__WHAT IS EXPECTED__
What you return should be the lines of the data containing "extractor", each in full.

===============

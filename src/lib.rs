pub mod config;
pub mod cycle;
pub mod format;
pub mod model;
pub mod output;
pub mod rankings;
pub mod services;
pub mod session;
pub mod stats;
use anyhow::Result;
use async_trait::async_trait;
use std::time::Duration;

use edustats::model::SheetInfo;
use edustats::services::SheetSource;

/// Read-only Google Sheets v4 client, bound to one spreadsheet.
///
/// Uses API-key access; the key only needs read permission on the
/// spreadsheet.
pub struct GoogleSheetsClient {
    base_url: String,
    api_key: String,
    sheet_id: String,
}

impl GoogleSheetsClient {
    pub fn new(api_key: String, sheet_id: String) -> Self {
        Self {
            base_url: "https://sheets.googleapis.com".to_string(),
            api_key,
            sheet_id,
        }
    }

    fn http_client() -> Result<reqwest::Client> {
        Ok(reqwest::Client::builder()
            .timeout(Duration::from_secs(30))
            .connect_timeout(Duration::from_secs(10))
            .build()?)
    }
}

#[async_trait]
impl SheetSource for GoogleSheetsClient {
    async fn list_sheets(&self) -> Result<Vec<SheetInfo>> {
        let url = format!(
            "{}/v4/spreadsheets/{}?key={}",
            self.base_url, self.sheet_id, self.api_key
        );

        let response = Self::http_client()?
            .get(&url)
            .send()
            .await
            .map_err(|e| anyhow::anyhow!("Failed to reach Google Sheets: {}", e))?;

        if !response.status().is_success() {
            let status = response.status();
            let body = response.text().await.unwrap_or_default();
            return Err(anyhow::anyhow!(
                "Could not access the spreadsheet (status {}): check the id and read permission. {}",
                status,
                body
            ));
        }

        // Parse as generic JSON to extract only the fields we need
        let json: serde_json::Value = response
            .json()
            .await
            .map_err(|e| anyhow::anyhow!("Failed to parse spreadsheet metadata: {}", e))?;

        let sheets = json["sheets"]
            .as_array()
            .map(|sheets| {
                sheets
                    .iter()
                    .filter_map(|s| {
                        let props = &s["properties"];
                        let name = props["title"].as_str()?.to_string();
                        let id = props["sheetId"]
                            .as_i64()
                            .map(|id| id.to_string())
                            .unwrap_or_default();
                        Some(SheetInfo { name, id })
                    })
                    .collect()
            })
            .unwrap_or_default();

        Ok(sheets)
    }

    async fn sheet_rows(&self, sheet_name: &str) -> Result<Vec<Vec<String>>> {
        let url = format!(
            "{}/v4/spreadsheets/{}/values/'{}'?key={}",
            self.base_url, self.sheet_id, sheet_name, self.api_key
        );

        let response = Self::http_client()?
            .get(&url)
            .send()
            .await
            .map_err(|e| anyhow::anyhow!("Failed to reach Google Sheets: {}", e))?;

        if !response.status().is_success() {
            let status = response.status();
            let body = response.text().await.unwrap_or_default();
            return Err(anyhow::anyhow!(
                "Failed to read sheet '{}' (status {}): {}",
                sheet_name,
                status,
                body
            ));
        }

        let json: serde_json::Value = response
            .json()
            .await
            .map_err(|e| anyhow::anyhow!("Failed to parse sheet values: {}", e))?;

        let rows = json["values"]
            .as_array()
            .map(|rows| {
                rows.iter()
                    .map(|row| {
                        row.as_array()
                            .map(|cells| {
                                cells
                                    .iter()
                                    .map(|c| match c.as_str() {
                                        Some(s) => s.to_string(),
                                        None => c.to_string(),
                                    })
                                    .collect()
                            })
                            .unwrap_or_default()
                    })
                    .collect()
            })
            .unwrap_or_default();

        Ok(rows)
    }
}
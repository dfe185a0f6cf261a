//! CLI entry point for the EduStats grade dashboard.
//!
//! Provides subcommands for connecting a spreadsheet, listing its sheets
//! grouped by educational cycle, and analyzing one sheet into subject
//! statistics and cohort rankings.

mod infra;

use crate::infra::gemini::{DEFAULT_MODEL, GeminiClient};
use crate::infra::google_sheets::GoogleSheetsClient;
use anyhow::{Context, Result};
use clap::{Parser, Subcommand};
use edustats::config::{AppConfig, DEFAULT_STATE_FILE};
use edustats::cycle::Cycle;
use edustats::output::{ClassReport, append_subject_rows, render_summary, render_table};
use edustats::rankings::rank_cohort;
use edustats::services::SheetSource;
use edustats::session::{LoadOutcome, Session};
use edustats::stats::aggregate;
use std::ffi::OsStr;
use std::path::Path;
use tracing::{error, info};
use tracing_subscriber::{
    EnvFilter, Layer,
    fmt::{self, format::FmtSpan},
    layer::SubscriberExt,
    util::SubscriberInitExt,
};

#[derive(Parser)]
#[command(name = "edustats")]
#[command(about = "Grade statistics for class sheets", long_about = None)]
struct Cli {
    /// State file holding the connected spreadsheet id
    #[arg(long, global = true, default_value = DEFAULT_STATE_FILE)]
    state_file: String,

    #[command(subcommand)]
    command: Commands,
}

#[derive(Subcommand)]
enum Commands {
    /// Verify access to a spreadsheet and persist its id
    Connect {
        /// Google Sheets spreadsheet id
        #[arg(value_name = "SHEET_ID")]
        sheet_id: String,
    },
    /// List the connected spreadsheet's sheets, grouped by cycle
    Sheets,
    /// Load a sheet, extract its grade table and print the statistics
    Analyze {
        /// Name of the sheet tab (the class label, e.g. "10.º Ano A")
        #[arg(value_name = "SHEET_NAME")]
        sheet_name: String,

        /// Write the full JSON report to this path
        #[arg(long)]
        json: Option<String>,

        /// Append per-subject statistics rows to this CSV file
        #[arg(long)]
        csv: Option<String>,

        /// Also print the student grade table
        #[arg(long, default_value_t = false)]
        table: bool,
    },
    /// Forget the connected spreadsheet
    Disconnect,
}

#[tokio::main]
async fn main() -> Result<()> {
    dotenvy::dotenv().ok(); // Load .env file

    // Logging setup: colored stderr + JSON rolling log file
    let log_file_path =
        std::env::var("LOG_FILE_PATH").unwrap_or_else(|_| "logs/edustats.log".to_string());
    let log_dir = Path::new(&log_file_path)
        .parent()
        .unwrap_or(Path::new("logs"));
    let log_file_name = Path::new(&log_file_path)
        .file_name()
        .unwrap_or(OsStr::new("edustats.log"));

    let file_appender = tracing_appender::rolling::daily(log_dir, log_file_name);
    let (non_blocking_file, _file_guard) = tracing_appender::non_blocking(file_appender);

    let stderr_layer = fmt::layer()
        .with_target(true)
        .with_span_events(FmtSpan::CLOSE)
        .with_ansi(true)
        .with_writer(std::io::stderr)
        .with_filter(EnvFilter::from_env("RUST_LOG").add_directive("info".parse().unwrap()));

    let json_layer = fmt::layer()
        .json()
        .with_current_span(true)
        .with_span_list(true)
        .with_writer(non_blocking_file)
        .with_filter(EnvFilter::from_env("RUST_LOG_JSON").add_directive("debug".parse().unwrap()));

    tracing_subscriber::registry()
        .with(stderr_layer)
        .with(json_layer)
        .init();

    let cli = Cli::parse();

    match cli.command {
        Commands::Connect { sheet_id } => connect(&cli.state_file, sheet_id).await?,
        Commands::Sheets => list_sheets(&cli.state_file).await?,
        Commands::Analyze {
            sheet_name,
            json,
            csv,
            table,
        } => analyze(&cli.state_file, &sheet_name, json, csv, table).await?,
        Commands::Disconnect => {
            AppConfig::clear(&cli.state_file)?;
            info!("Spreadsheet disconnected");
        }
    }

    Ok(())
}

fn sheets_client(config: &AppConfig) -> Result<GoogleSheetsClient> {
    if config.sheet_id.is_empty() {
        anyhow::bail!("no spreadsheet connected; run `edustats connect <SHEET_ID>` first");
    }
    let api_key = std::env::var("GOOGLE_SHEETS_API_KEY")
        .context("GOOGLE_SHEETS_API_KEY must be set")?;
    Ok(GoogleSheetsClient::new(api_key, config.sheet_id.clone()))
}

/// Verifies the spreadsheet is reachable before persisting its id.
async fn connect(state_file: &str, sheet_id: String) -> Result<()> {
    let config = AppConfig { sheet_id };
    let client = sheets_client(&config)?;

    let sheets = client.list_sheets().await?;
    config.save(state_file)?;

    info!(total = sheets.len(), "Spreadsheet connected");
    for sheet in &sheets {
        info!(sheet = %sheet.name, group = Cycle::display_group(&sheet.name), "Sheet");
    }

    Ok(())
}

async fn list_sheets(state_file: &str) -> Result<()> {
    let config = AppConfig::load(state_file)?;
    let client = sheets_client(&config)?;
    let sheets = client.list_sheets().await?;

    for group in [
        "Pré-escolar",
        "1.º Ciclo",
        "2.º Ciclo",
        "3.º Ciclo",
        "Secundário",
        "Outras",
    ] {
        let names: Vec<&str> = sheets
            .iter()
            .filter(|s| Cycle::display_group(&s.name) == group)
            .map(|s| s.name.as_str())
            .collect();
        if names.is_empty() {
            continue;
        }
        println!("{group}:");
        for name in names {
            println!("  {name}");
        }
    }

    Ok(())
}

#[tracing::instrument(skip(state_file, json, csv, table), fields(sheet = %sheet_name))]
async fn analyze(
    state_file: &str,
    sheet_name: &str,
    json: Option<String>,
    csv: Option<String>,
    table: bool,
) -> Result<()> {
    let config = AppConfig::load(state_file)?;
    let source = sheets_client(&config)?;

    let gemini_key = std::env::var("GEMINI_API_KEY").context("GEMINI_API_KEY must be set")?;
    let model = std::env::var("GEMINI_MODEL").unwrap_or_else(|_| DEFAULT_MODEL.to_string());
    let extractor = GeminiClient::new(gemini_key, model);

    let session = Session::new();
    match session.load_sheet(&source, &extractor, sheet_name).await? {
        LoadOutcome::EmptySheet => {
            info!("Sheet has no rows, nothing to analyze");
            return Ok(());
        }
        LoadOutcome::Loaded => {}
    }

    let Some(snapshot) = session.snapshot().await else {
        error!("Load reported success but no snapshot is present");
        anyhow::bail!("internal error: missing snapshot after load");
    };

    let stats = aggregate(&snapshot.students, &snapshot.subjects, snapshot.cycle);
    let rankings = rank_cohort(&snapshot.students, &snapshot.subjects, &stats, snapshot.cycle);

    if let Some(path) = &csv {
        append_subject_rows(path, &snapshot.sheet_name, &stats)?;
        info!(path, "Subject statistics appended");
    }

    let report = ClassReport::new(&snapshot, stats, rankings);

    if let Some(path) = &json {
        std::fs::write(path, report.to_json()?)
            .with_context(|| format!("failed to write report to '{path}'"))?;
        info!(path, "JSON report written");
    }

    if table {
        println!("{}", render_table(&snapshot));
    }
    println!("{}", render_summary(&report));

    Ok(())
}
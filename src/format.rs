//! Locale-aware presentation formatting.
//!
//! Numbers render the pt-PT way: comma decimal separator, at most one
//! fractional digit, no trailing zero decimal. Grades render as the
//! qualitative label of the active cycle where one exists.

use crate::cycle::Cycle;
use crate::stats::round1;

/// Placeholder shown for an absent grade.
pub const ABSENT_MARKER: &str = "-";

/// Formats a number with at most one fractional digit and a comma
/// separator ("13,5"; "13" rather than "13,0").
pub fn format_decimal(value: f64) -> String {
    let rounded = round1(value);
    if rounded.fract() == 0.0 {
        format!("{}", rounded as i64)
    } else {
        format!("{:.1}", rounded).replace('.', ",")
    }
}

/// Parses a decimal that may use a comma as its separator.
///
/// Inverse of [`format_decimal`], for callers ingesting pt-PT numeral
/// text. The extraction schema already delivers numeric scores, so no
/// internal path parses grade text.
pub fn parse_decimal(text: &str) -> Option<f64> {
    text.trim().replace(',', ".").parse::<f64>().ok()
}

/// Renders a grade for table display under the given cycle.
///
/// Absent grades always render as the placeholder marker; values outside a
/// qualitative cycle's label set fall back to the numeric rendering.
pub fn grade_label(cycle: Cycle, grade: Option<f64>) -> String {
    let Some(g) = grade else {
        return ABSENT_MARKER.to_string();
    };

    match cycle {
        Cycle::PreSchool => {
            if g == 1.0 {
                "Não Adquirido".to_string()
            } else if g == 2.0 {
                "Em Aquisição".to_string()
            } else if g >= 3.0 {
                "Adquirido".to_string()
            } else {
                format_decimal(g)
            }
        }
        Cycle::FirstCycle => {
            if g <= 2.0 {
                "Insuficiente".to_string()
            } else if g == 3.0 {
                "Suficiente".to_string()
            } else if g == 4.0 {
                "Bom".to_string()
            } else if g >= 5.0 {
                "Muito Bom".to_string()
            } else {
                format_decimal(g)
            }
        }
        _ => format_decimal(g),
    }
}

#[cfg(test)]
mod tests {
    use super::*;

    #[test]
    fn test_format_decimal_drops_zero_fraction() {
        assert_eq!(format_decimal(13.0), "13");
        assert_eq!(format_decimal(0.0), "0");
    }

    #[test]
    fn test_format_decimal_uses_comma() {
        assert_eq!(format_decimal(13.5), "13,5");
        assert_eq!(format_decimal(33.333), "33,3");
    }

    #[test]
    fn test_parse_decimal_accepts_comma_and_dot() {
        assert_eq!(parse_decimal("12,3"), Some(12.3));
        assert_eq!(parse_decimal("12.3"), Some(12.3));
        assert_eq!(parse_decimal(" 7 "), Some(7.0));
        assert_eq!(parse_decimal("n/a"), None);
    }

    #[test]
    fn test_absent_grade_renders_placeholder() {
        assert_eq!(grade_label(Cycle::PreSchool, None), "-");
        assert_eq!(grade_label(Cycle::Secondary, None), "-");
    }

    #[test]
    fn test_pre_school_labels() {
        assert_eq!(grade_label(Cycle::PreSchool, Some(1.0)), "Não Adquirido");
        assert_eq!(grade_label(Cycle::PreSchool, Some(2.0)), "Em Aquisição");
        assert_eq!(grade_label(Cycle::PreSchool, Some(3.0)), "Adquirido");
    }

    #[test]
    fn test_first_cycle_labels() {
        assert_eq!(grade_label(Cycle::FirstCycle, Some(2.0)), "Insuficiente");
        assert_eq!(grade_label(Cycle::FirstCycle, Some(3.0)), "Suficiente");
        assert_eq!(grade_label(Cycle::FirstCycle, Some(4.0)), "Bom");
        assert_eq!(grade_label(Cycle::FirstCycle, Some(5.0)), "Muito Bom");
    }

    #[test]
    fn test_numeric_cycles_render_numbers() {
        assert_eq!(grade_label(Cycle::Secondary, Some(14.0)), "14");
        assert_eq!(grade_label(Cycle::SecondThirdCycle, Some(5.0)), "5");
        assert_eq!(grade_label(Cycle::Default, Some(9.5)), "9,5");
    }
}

===============

__SOLUTION__
    let extractor = GeminiClient::new(gemini_key, model);
    match session.load_sheet(&source, &extractor, sheet_name).await? {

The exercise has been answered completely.